## ASSIGNMENT
Output only the lines from the start of the entries through the line holding "and references retain". Each line must match the original exactly.

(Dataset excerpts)
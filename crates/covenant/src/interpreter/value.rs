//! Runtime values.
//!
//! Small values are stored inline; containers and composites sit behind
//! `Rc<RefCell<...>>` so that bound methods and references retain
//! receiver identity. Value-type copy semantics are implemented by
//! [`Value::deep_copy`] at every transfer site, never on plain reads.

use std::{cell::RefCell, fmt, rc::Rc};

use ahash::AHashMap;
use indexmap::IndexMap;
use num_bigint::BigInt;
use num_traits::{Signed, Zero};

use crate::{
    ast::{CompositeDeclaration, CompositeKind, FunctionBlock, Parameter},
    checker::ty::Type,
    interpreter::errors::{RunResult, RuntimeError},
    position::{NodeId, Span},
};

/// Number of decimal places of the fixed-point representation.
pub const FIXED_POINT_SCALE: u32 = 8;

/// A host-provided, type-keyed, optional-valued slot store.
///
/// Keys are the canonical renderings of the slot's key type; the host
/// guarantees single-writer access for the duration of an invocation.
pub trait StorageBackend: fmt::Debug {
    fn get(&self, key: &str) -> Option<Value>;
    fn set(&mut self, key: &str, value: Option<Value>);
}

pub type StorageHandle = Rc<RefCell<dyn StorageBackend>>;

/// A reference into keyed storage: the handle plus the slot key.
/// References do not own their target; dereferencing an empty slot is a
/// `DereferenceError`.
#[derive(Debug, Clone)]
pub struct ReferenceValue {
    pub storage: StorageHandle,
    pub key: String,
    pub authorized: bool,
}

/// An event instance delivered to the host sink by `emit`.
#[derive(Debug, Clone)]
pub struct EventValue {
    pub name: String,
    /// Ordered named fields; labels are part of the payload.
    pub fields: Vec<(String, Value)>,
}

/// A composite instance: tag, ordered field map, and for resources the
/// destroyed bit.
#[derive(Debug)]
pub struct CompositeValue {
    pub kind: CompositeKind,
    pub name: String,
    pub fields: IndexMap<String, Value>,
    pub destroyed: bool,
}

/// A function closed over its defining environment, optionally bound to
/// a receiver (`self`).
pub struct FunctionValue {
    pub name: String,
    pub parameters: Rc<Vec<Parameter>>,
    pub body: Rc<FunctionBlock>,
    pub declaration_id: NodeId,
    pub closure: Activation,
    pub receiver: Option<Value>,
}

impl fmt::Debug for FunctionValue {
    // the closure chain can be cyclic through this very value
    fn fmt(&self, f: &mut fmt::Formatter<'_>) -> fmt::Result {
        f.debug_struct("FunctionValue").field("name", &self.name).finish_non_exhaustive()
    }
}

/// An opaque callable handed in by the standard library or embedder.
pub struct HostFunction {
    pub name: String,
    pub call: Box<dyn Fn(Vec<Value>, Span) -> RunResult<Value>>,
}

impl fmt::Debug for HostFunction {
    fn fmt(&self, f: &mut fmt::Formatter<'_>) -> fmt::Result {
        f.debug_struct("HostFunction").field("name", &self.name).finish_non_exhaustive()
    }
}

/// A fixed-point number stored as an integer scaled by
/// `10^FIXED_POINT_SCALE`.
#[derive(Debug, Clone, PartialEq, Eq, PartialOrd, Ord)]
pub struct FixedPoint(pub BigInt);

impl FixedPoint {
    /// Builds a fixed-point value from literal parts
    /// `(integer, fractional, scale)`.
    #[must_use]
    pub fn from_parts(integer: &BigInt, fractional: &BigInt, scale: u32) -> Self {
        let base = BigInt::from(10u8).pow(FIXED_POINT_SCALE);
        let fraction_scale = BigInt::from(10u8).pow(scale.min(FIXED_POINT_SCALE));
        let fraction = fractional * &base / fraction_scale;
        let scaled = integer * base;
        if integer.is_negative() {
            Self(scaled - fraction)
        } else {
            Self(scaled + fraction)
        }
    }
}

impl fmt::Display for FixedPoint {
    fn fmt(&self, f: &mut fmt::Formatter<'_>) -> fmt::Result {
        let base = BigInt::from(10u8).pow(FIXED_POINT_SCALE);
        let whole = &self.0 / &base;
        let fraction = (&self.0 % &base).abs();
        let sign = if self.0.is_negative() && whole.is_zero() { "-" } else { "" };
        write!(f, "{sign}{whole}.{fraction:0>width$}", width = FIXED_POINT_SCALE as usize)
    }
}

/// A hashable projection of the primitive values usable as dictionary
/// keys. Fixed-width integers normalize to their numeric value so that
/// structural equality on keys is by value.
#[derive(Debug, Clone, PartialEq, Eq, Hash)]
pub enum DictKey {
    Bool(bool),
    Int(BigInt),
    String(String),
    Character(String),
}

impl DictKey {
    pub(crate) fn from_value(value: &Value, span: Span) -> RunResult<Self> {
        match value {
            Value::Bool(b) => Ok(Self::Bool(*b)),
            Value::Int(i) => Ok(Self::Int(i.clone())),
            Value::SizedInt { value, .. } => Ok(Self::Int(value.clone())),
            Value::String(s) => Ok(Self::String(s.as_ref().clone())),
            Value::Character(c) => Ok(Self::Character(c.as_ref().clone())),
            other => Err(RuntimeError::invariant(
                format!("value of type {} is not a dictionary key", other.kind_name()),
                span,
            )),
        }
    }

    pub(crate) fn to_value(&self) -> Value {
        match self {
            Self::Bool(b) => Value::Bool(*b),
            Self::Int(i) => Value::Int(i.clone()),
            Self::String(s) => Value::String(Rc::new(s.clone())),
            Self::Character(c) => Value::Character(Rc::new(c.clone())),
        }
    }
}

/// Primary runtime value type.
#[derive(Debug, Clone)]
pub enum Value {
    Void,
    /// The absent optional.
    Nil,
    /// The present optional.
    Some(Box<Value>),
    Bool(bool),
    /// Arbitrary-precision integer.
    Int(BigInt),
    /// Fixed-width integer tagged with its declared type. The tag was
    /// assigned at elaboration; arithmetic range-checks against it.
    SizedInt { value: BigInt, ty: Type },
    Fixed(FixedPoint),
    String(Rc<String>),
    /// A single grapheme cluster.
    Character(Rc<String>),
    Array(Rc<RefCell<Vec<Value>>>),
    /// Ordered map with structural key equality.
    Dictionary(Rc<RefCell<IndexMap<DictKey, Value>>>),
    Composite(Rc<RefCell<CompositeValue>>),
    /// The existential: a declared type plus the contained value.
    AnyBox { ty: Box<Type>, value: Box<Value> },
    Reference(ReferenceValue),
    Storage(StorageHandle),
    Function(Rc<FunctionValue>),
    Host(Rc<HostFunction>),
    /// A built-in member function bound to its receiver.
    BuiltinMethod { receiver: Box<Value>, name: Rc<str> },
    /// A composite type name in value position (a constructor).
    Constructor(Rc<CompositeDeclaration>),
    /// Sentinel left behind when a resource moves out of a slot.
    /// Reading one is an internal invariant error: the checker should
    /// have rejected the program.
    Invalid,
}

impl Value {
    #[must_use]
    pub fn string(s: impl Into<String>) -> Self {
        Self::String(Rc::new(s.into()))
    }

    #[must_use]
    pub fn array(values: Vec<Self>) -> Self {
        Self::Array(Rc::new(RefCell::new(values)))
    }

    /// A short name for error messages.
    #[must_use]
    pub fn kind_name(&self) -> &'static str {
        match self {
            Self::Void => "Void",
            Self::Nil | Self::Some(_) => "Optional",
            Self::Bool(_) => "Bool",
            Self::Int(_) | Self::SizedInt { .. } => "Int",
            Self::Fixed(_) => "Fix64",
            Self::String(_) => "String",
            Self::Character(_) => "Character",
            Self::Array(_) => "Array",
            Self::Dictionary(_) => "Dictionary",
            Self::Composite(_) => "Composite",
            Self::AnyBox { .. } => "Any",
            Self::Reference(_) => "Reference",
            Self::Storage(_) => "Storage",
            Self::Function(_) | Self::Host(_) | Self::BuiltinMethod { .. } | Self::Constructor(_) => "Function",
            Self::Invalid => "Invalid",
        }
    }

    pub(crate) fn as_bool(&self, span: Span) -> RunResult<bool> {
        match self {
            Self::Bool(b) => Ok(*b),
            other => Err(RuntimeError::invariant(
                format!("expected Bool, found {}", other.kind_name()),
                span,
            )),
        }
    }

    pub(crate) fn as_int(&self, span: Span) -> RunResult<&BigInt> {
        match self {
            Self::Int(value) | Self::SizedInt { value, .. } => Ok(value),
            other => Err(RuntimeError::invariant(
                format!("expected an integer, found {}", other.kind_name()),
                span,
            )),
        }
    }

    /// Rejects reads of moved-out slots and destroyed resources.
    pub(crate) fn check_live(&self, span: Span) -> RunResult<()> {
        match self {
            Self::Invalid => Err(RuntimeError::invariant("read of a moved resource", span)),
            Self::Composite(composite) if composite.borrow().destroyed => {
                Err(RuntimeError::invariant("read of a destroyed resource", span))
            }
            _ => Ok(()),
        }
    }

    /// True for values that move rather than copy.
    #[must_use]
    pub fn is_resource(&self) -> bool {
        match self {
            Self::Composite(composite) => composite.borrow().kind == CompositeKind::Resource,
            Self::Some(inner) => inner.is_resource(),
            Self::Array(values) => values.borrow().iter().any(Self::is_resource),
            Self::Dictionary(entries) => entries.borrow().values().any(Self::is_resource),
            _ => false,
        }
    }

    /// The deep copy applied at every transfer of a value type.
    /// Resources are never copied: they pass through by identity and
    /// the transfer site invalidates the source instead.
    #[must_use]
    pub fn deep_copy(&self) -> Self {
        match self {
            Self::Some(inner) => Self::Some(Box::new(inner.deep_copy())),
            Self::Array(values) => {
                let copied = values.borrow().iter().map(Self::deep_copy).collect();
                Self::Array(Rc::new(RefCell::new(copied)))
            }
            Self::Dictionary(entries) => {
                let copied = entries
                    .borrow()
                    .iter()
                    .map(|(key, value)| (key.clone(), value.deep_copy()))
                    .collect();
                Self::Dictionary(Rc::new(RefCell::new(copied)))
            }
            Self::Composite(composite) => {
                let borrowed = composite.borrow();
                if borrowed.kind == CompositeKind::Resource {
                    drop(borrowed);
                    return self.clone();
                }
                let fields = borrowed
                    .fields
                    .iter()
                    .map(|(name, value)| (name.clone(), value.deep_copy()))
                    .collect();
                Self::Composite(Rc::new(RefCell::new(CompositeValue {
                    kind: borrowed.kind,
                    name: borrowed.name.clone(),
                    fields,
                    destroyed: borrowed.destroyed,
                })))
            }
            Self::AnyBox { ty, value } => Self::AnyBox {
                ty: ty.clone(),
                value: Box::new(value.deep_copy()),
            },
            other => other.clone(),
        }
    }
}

## OUTPUT FOR THIS TASK
filename crates/covenant/src/interpreter/value.rs
//! Runtime values.
//!
//! Small values are stored inline; containers and composites sit behind
//! `Rc<RefCell<...>>` so that bound methods and references retain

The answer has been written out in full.